AMD Radeon R9 Nano Can Be CrossFired With Radeon R9 Fury X – Fiji Powered Cards With Air and Liquid Cooling Combo

AMD’s Radeon R9 Nano is going to hit the market this week on 10th September 2015. We know that the Nano is powered by AMD’s flagship Fiji graphics core but what is more interesting is that AMD will be allowing Cross Fire compatibility of the Radeon R9 Nano with their Radeon R9 Fury X graphics card that has been available in the market since June 2015.

AMD Radeon R9 Nano, Radeon R9 Fury X and Radeon R9 Fury Can Operate In CrossFireX Mode
The report comes straight from TweakTown who are one of the lucky tech sites to get hands on a review unit of the Radeon R9 Nano graphics card from AMD. Several major sites such as TechReport, HardOCP and TPU have revealed that they won’t be receiving a Radeon R9 Nano graphics card for review. AMD has not explained why they are not sending graphics cards to these sites but it could be due to limited samples which would indicate that there’s a shockingly low supply of Nano cards and it would get hard to find one in the market place. So far there’s no official word from AMD on the supply of Radeon R9 Nano graphics cards.
Back to the main story, TweakTown found out during their testing that the Radeon R9 Nano can operate in CrossFireX mode with the Radeon R9 Fury and Radeon R9 Fury X graphics cards. This is good news as it can provide an easy upgrade path to existing users of the Radeon R9 Fury and Fury X owners. The R9 Nano uses AMD’s full Fiji GPU core that is the same configuration found on the Radeon R9 Fury X graphics card. From previous information, we know that the AMD Radeon R9 Nano is based on the full fat Fiji GPU core. The design is by no means cut down and its amazing how the Fiji GPU runs so well on a design this compact. Based on the 28nm HPX process, the Radeon R9 Nano features 64 compute units which have 64 stream processors per CU, these round up to a total of 4096 stream processors which is the same core count featured on the flagship R9 Fury X graphics card. The card comes with 256 texture mapping units and 64 raster operation units. While the Radeon R9 Fury X has a compute performance of 8.6 TFlops with its 1050 MHz engine clock, the Radeon R9 Nano comes with a total compute performance of 8.19 TFlops with its 1000 MHz engine clock and 516 GFlops of FP64 compute due to Fiji not having required double precision hardware on board.

AMD Radeon R9 Nano_4K

For memory, the card will feature the 4 GB HBM architecture that is found on all Fiji based cards. The 4 GB HBM will be working at 500 MHz (1.00 GHz effective) clock rate that will be featured across a 4096-bit wide memory interface that pushes out 512 GB/s bandwidth. The HBM can be seen as one of the major reasons for the R9 Nano being so compact in design and having better performance per watt as HBM saves a good room of power requirements and space compared to traditional GDDR5 memory based cards. As was the case with Fury X and Fury, the HBM will not support modifications or overclocking support, officially. The card will be fully compatible with AMD technologies that include Freesync, VSR, Frame Target Control and fully support the DirectX 12 API which is a really good reason for everyone to be upgrading to newer cards with DX12 support underneath the hood.

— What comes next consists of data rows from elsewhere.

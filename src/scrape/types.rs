// Copyright (c) 2025 Erick Bourgeois, firestoned
// SPDX-License-Identifier: MIT

//! Serde model of the subset of the Prometheus configuration grammar we generate.
//!
//! Field names and enum spellings follow the Prometheus `scrape_config` reference so
//! that `serde_yaml` output can be loaded by Prometheus unchanged. Optional fields are
//! omitted when unset; maps are `BTreeMap` so serialization order never depends on
//! hashing.

use serde::{Deserialize, Serialize};
use std::collections::BTreeMap;

/// One Prometheus `scrape_config` entry.
#[derive(Debug, Clone, PartialEq, Eq, Serialize, Deserialize)]
pub struct ScrapeConfig {
    /// Unique job name
    pub job_name: String,

    /// Protocol used to scrape targets
    pub scheme: Scheme,

    /// TLS settings of the scrape request
    #[serde(default, skip_serializing_if = "Option::is_none")]
    pub tls_config: Option<TlsConfig>,

    /// Kubernetes service discovery blocks
    #[serde(default, skip_serializing_if = "Vec::is_empty")]
    pub kubernetes_sd_configs: Vec<KubernetesSdConfig>,

    /// Static target groups
    #[serde(default, skip_serializing_if = "Vec::is_empty")]
    pub static_configs: Vec<StaticConfig>,

    /// Target relabeling applied before scraping
    #[serde(default, skip_serializing_if = "Vec::is_empty")]
    pub relabel_configs: Vec<RelabelConfig>,

    /// Sample relabeling applied after scraping
    #[serde(default, skip_serializing_if = "Vec::is_empty")]
    pub metric_relabel_configs: Vec<RelabelConfig>,
}

/// Scrape protocol.
#[derive(Debug, Clone, Copy, PartialEq, Eq, Serialize, Deserialize)]
#[serde(rename_all = "lowercase")]
pub enum Scheme {
    /// Plain HTTP
    Http,
    /// HTTP over TLS
    Https,
}

/// Client TLS material and verification settings.
#[derive(Debug, Clone, PartialEq, Eq, Serialize, Deserialize)]
pub struct TlsConfig {
    /// CA certificate used to verify the server
    pub ca_file: String,
    /// Client certificate
    pub cert_file: String,
    /// Client private key
    pub key_file: String,
    /// Skip server certificate verification
    pub insecure_skip_verify: bool,
}

/// Kubernetes service discovery role.
#[derive(Debug, Clone, Copy, PartialEq, Eq, Serialize, Deserialize)]
#[serde(rename_all = "lowercase")]
pub enum SdRole {
    /// Discover service endpoints
    Endpoints,
    /// Discover nodes
    Node,
}

/// One `kubernetes_sd_configs` entry.
#[derive(Debug, Clone, PartialEq, Eq, Serialize, Deserialize)]
pub struct KubernetesSdConfig {
    /// API server of the cluster to discover targets in
    pub api_server: String,
    /// Kind of object turned into targets
    pub role: SdRole,
    /// TLS settings used against the API server
    pub tls_config: TlsConfig,
}

/// One `static_configs` target group.
#[derive(Debug, Clone, PartialEq, Eq, Serialize, Deserialize)]
pub struct StaticConfig {
    /// `host:port` targets
    pub targets: Vec<String>,
    /// Labels attached to every target of the group
    #[serde(default, skip_serializing_if = "BTreeMap::is_empty")]
    pub labels: BTreeMap<String, String>,
}

/// Relabel action.
#[derive(Debug, Clone, Copy, PartialEq, Eq, Serialize, Deserialize)]
#[serde(rename_all = "lowercase")]
pub enum RelabelAction {
    /// Write `replacement` into `target_label`
    Replace,
    /// Keep only matching targets/samples
    Keep,
    /// Drop matching targets/samples
    Drop,
}

/// One `relabel_configs` / `metric_relabel_configs` rule.
#[derive(Debug, Clone, PartialEq, Eq, Serialize, Deserialize)]
pub struct RelabelConfig {
    /// Labels whose values are concatenated and matched
    #[serde(default, skip_serializing_if = "Vec::is_empty")]
    pub source_labels: Vec<String>,

    /// Regular expression matched against the concatenated source values
    #[serde(default, skip_serializing_if = "Option::is_none")]
    pub regex: Option<String>,

    /// Label written by a `replace` action
    #[serde(default, skip_serializing_if = "Option::is_none")]
    pub target_label: Option<String>,

    /// Value written by a `replace` action, may reference regex groups
    #[serde(default, skip_serializing_if = "Option::is_none")]
    pub replacement: Option<String>,

    /// Action to perform
    pub action: RelabelAction,
}

impl RelabelConfig {
    /// `keep` rule over `source_labels` matching `regex`.
    pub fn keep(source_labels: &[&str], regex: impl Into<String>) -> Self {
        Self {
            source_labels: to_strings(source_labels),
            regex: Some(regex.into()),
            target_label: None,
            replacement: None,
            action: RelabelAction::Keep,
        }
    }

    /// `drop` rule over `source_labels` matching `regex`.
    pub fn drop(source_labels: &[&str], regex: impl Into<String>) -> Self {
        Self {
            source_labels: to_strings(source_labels),
            regex: Some(regex.into()),
            target_label: None,
            replacement: None,
            action: RelabelAction::Drop,
        }
    }

    /// Set `target_label` to a constant value.
    pub fn set(target_label: &str, replacement: impl Into<String>) -> Self {
        Self {
            source_labels: Vec::new(),
            regex: None,
            target_label: Some(target_label.to_string()),
            replacement: Some(replacement.into()),
            action: RelabelAction::Replace,
        }
    }

    /// Copy the value of `source_label` into `target_label`.
    pub fn copy(source_label: &str, target_label: &str) -> Self {
        Self {
            source_labels: vec![source_label.to_string()],
            regex: None,
            target_label: Some(target_label.to_string()),
            replacement: None,
            action: RelabelAction::Replace,
        }
    }

    /// Rewrite `target_label` from `source_labels` matching `regex` into `replacement`.
    pub fn rewrite(
        source_labels: &[&str],
        regex: impl Into<String>,
        target_label: &str,
        replacement: impl Into<String>,
    ) -> Self {
        Self {
            source_labels: to_strings(source_labels),
            regex: Some(regex.into()),
            target_label: Some(target_label.to_string()),
            replacement: Some(replacement.into()),
            action: RelabelAction::Replace,
        }
    }
}

fn to_strings(labels: &[&str]) -> Vec<String> {
    labels.iter().map(|label| (*label).to_string()).collect()
}
// Copyright (c) 2025 Erick Bourgeois, firestoned
// SPDX-License-Identifier: MIT

//! Ordered execution of resource steps.
//!
//! A [`Reconciler`] runs its steps one after the other, each wrapped in the bounded
//! step retry of [`crate::retry::retry_step`]. The first failing step aborts the
//! reconciliation. Runs are serialised, so two triggers never interleave steps.

use crate::errors::{Error, Result};
use crate::metrics::{Telemetry, RECONCILIATIONS, RECONCILIATION_DURATION, RESOURCE_ERRORS};
use crate::resources::{Step, StepOutcome};
use crate::retry::retry_step;
use std::sync::Arc;
use std::time::Instant;
use tokio_util::sync::CancellationToken;
use tracing::{debug, error, info};

/// Drives an ordered list of steps.
pub struct Reconciler {
    name: &'static str,
    steps: Vec<Box<dyn Step>>,
    resource_retries: usize,
    telemetry: Arc<dyn Telemetry>,
    run_lock: tokio::sync::Mutex<()>,
}

impl Reconciler {
    /// Create a reconciler named `name` running `steps` in order.
    ///
    /// Each step is re-invoked up to `resource_retries` times on retryable errors.
    pub fn new(
        name: &'static str,
        steps: Vec<Box<dyn Step>>,
        resource_retries: usize,
        telemetry: Arc<dyn Telemetry>,
    ) -> Self {
        Self {
            name,
            steps,
            resource_retries,
            telemetry,
            run_lock: tokio::sync::Mutex::new(()),
        }
    }

    /// Name of this reconciler, used as the `loop` metric label.
    #[must_use]
    pub fn name(&self) -> &'static str {
        self.name
    }

    /// Run every step once, in order.
    ///
    /// Returns [`StepOutcome::KeepFinalizer`] with the earliest requested revisit if
    /// any step is not converged yet.
    ///
    /// # Errors
    ///
    /// Returns the error of the first step that fails after its retries, or
    /// [`Error::Cancelled`] if `cancel` fires.
    pub async fn reconcile(&self, cancel: &CancellationToken) -> Result<StepOutcome> {
        let _running = tokio::select! {
            biased;
            () = cancel.cancelled() => return Err(Error::Cancelled),
            guard = self.run_lock.lock() => guard,
        };

        let start = Instant::now();
        let result = self.run_steps(cancel).await;

        let status = match &result {
            Ok(StepOutcome::Done) => "success",
            Ok(StepOutcome::KeepFinalizer(_)) => "requeue",
            Err(Error::Cancelled) => "cancelled",
            Err(_) => "error",
        };
        self.telemetry.inc(RECONCILIATIONS, &[self.name, status]);
        self.telemetry.observe(
            RECONCILIATION_DURATION,
            &[self.name],
            start.elapsed().as_secs_f64(),
        );

        match &result {
            Ok(outcome) => info!(
                reconciler = self.name,
                outcome = ?outcome,
                elapsed = ?start.elapsed(),
                "Reconciliation finished"
            ),
            Err(Error::Cancelled) => debug!(reconciler = self.name, "Reconciliation cancelled"),
            Err(e) => error!(
                reconciler = self.name,
                error = %e,
                kind = %e.kind(),
                "Reconciliation failed"
            ),
        }

        result
    }

    async fn run_steps(&self, cancel: &CancellationToken) -> Result<StepOutcome> {
        let mut outcome = StepOutcome::Done;

        for step in &self.steps {
            debug!(reconciler = self.name, step = step.name(), "Running step");

            let step_outcome = retry_step(
                || step.run(cancel),
                step.name(),
                self.resource_retries,
                cancel,
            )
            .await
            .inspect_err(|e| {
                if !matches!(e, Error::Cancelled) {
                    self.telemetry
                        .inc(RESOURCE_ERRORS, &[step.name(), e.kind().as_str()]);
                }
            })?;

            outcome = outcome.and(step_outcome);
        }

        Ok(outcome)
    }
}

#[cfg(test)]
#[path = "reconciler_tests.rs"]
mod reconciler_tests;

AMD Radeon R9 Nano_ITX 4K Gaming

Retailing at a price of $649 US, the pricing is quite steep but AMD has again and again mentioned that the performance of this super small form factor card falls in the same league as their Radeon R9 Fury (Fiji Pro) graphics card. This is around 10% slower than the Radeon R9 Fury X but still quite a lot of performance for Mini-ITX based solutions. Users owning the Radeon R9 Fury (Fiji Pro) can add a Radeon R9 Nano to their rigs saving both room and adding incredible performance while Fury X owners may want a really good reason to CrossFire a Radeon R9 Nano graphics card. Since the performance level is around 10% short of the Fury X and retailing at the same price of $649 US, the R9 Fury X is the better choice over Nano to CrossFire with unless you have a really small PC with no room to add an additional 120mm radiator which the reference Fury X comes with. Only then, you might want to add a R9 Nano to the rig and that’s the whole point of the Nano. It’s built for small form factor PCs as Fury X already exists as a better option for users with massive full-size and mid-tower rigs. Now there’s a lot of you who have been waiting so long to see the performance numbers of the Radeon R9 Nano card but you will have to wait just three more days to feast you eyes upon the reviews from various tech sites.